Aber, und damit zurück nach Kassel, selbst wenn auch an Lutz Buschkow noch eine sechsstellige Summe – „zwischen eins und zwei wird dabei sicherlich herauskommen können“, sagt Hein – gezahlt werden müsste und sich die Verbindlichkeiten des Verbandes allein aus diesen drei Rechtsstreiten auf mehr als eine Million Euro summieren: Auch der Niedersachse sieht „die grundlegende Zahlungsfähigkeit nicht in Frage“ gestellt. Zumal sich das Bundesinnenministerium an den Zahlungen an Hempel beteiligen sollte, wie er findet: „Für sonstige Opfer der DDR-Regime Zeit gibt es ja auch Töpfe.“ In jedem Fall aber sei sicher: „Der Verband kann keine Sprünge mehr machen.“
Seit Jahren unregierbar
Doch eigentlich müsste der Deutsche Schwimm-Verband eines dringend machen: Sprünge. Große Sprünge. „Der Vorstand hat Prozesse immer wieder verschleppt“, klagte Bernd Berkhahn jüngst in der ARD. Berkhahn trainiert Olympiasieger Florian Wellbrock erfolgreich in Magdeburg, er ist zugleich Chef-Bundestrainer und, abgesehen von (nicht eben vielen) Sportlern, so ziemlich der einzige Name, der im DSV für Erfolg steht. „Es wird strukturell nicht gearbeitet, es wird perspektivisch nicht gearbeitet“, sagte Berkhahn.

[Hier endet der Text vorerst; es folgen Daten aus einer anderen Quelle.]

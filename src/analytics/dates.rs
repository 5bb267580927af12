use chrono::{DateTime, Duration, Utc};
use serde::{Deserialize, Serialize};
use std::fmt;
use std::str::FromStr;

use crate::analytics::TimeInterval;

#[derive(Debug, Clone, Copy, PartialEq, Eq, Hash, Serialize, Deserialize)]
pub enum TimeRange {
    #[serde(rename = "24h")]
    Day,
    #[serde(rename = "7d")]
    Week,
    #[serde(rename = "30d")]
    Month,
    /// Accepted by the API but resolved exactly like `30d`.
    #[serde(rename = "custom")]
    Custom,
}

impl TimeRange {
    pub const ALL: [TimeRange; 4] = [
        TimeRange::Day,
        TimeRange::Week,
        TimeRange::Month,
        TimeRange::Custom,
    ];

    pub fn as_str(self) -> &'static str {
        match self {
            TimeRange::Day => "24h",
            TimeRange::Week => "7d",
            TimeRange::Month => "30d",
            TimeRange::Custom => "custom",
        }
    }

    pub fn label(self) -> &'static str {
        match self {
            TimeRange::Day => "Last 24 hours",
            TimeRange::Week => "Last 7 days",
            TimeRange::Month => "Last 30 days",
            TimeRange::Custom => "Custom range",
        }
    }

    pub fn window(self) -> Duration {
        match self {
            TimeRange::Day => Duration::hours(24),
            TimeRange::Week => Duration::days(7),
            TimeRange::Month | TimeRange::Custom => Duration::days(30),
        }
    }

    /// Days spanned by the growth trend; always at least 1.
    pub fn trend_days(self) -> u32 {
        match self {
            TimeRange::Day => 1,
            TimeRange::Week => 7,
            TimeRange::Month | TimeRange::Custom => 30,
        }
    }

    /// Baseline magnitudes used when a snapshot has to be generated,
    /// as `(current, previous)`.
    pub fn baselines(self) -> (f64, f64) {
        match self {
            TimeRange::Day => (1_000.0, 900.0),
            TimeRange::Week => (7_000.0, 6_300.0),
            TimeRange::Month | TimeRange::Custom => (30_000.0, 27_000.0),
        }
    }
}

impl fmt::Display for TimeRange {
    fn fmt(&self, f: &mut fmt::Formatter<'_>) -> fmt::Result {
        f.write_str(self.as_str())
    }
}

impl FromStr for TimeRange {
    type Err = String;

    fn from_str(value: &str) -> Result<Self, Self::Err> {
        match value.trim().to_lowercase().as_str() {
            "24h" => Ok(TimeRange::Day),
            "7d" => Ok(TimeRange::Week),
            "30d" => Ok(TimeRange::Month),
            "custom" => Ok(TimeRange::Custom),
            other => Err(format!(
                "invalid time range: {} (expected 24h, 7d, 30d or custom)",
                other
            )),
        }
    }
}

/// Calendar bounds of a window, both formatted `YYYY-MM-DD`.
#[derive(Debug, Clone, PartialEq, Eq, Serialize, Deserialize)]
#[serde(rename_all = "camelCase")]
pub struct DateRange {
    pub start_date: String,
    pub end_date: String,
}

impl DateRange {
    pub fn to_interval(&self, range: TimeRange) -> TimeInterval {
        TimeInterval {
            start: self.start_date.clone(),
            end: self.end_date.clone(),
            duration: range.trend_days(),
            label: range.label().to_string(),
        }
    }
}

pub fn resolve(range: TimeRange, is_previous: bool) -> Result<DateRange, String> {
    resolve_at(range, is_previous, Utc::now())
}

/// Resolves `range` relative to `now`. The previous window ends where the
/// current one starts.
pub fn resolve_at(
    range: TimeRange,
    is_previous: bool,
    now: DateTime<Utc>,
) -> Result<DateRange, String> {
    let window = range.window();
    let end = if is_previous {
        now.checked_sub_signed(window)
    } else {
        Some(now)
    };
    let end = end.ok_or_else(|| format!("date out of range resolving {}", range))?;
    let start = end
        .checked_sub_signed(window)
        .ok_or_else(|| format!("date out of range resolving {}", range))?;

    Ok(DateRange {
        start_date: format_date(start),
        end_date: format_date(end),
    })
}

fn format_date(value: DateTime<Utc>) -> String {
    value.date_naive().format("%Y-%m-%d").to_string()
}
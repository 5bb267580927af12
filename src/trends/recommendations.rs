use rand::seq::SliceRandom;
use rand::Rng;

use crate::trends::catalog::{random_name, CHALLENGES};
use crate::trends::{new_id, RecommendationType, TrendCategory, TrendRecommendation};

pub const DEFAULT_INTERESTS: [&str; 5] = ["dance", "comedy", "fashion", "food", "travel"];

const CONTENT_ANGLES: &[&str] = &[
    "Behind the scenes",
    "Day in the life",
    "Before and after",
    "Quick tutorial",
    "Myth vs fact",
    "Reacting to comments",
    "Three tips in thirty seconds",
    "Unpopular opinion",
];

const DEFAULT_COUNT: usize = 5;

/// Heuristic recommendations sampled from the trend pools.
///
/// `_content_history` is accepted for parity with the AI path, which uses it
/// in its prompt.
pub fn generate_recommendations<R: Rng + ?Sized>(
    rng: &mut R,
    interests: &[String],
    _content_history: &[String],
    count: Option<usize>,
) -> Vec<TrendRecommendation> {
    let interests: Vec<String> = if interests.iter().all(|value| value.trim().is_empty()) {
        DEFAULT_INTERESTS.iter().map(|value| value.to_string()).collect()
    } else {
        interests
            .iter()
            .map(|value| value.trim().to_string())
            .filter(|value| !value.is_empty())
            .collect()
    };
    let count = count.unwrap_or(DEFAULT_COUNT);

    (0..count)
        .map(|_| {
            let kind = *RecommendationType::ALL
                .choose(rng)
                .unwrap_or(&RecommendationType::Hashtag);
            let interest = interests
                .choose(rng)
                .map(String::as_str)
                .unwrap_or(DEFAULT_INTERESTS[0]);
            let (name, description) = describe(rng, kind, interest);

            TrendRecommendation {
                id: new_id(rng, "rec"),
                kind,
                name,
                description,
                relevance_score: rng.gen_range(7..=10),
                popularity: rng.gen_range(6..=10),
                growth: rng.gen_range(20..=100),
            }
        })
        .collect()
}

fn describe<R: Rng + ?Sized>(
    rng: &mut R,
    kind: RecommendationType,
    interest: &str,
) -> (String, String) {
    match kind {
        RecommendationType::Hashtag => {
            let tag = interest.to_lowercase().replace(char::is_whitespace, "");
            let year = rng.gen_range(2020..=2030);
            (
                format!("#{}{}", tag, year),
                format!("Rising hashtag in the {} community", interest),
            )
        }
        RecommendationType::Sound => (
            random_name(rng, TrendCategory::Sounds),
            format!("Sound picking up momentum in {} videos", interest),
        ),
        RecommendationType::Effect => (
            random_name(rng, TrendCategory::Effects),
            format!("Effect {} creators are using to boost watch time", interest),
        ),
        RecommendationType::Challenge => {
            let name = CHALLENGES
                .choose(rng)
                .copied()
                .unwrap_or("Trending Challenge");
            (
                format!("{} ({} edition)", name, interest),
                format!("Challenge with room for a {} twist", interest),
            )
        }
        RecommendationType::Content => {
            let angle = CONTENT_ANGLES.choose(rng).copied().unwrap_or("Quick tutorial");
            (
                format!("{}: {}", angle, interest),
                format!("{} posts resonate with {} audiences right now", angle, interest),
            )
        }
    }
}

Wie auch? Der DSV erscheint seit Jahren notorisch unregierbar, was sich nicht zuletzt in der Tatsache ausdrückt, dass er seit Trolls Rückzug vor rund einem Jahr ohne Präsidenten dasteht. Rupieper und Morgenroth führen den Verband als Vizepräsidenten. Die des Präsidenten ist längst nicht die einzige unbesetzte Stelle. Berkhahn ist Chefbundestrainer bis zu den Spielen in Paris, weil es keinen anderen gibt. Strukturiert und professionell, sagte Berkhahn in der ARD noch, verlaufe die Vorbereitung auf Olympia nicht. Der DSV widersprach. Aber eines wissen alle im deutschen Schwimmen: Bernd Berkhahn könnte anderswo besser verdienen und professioneller arbeiten.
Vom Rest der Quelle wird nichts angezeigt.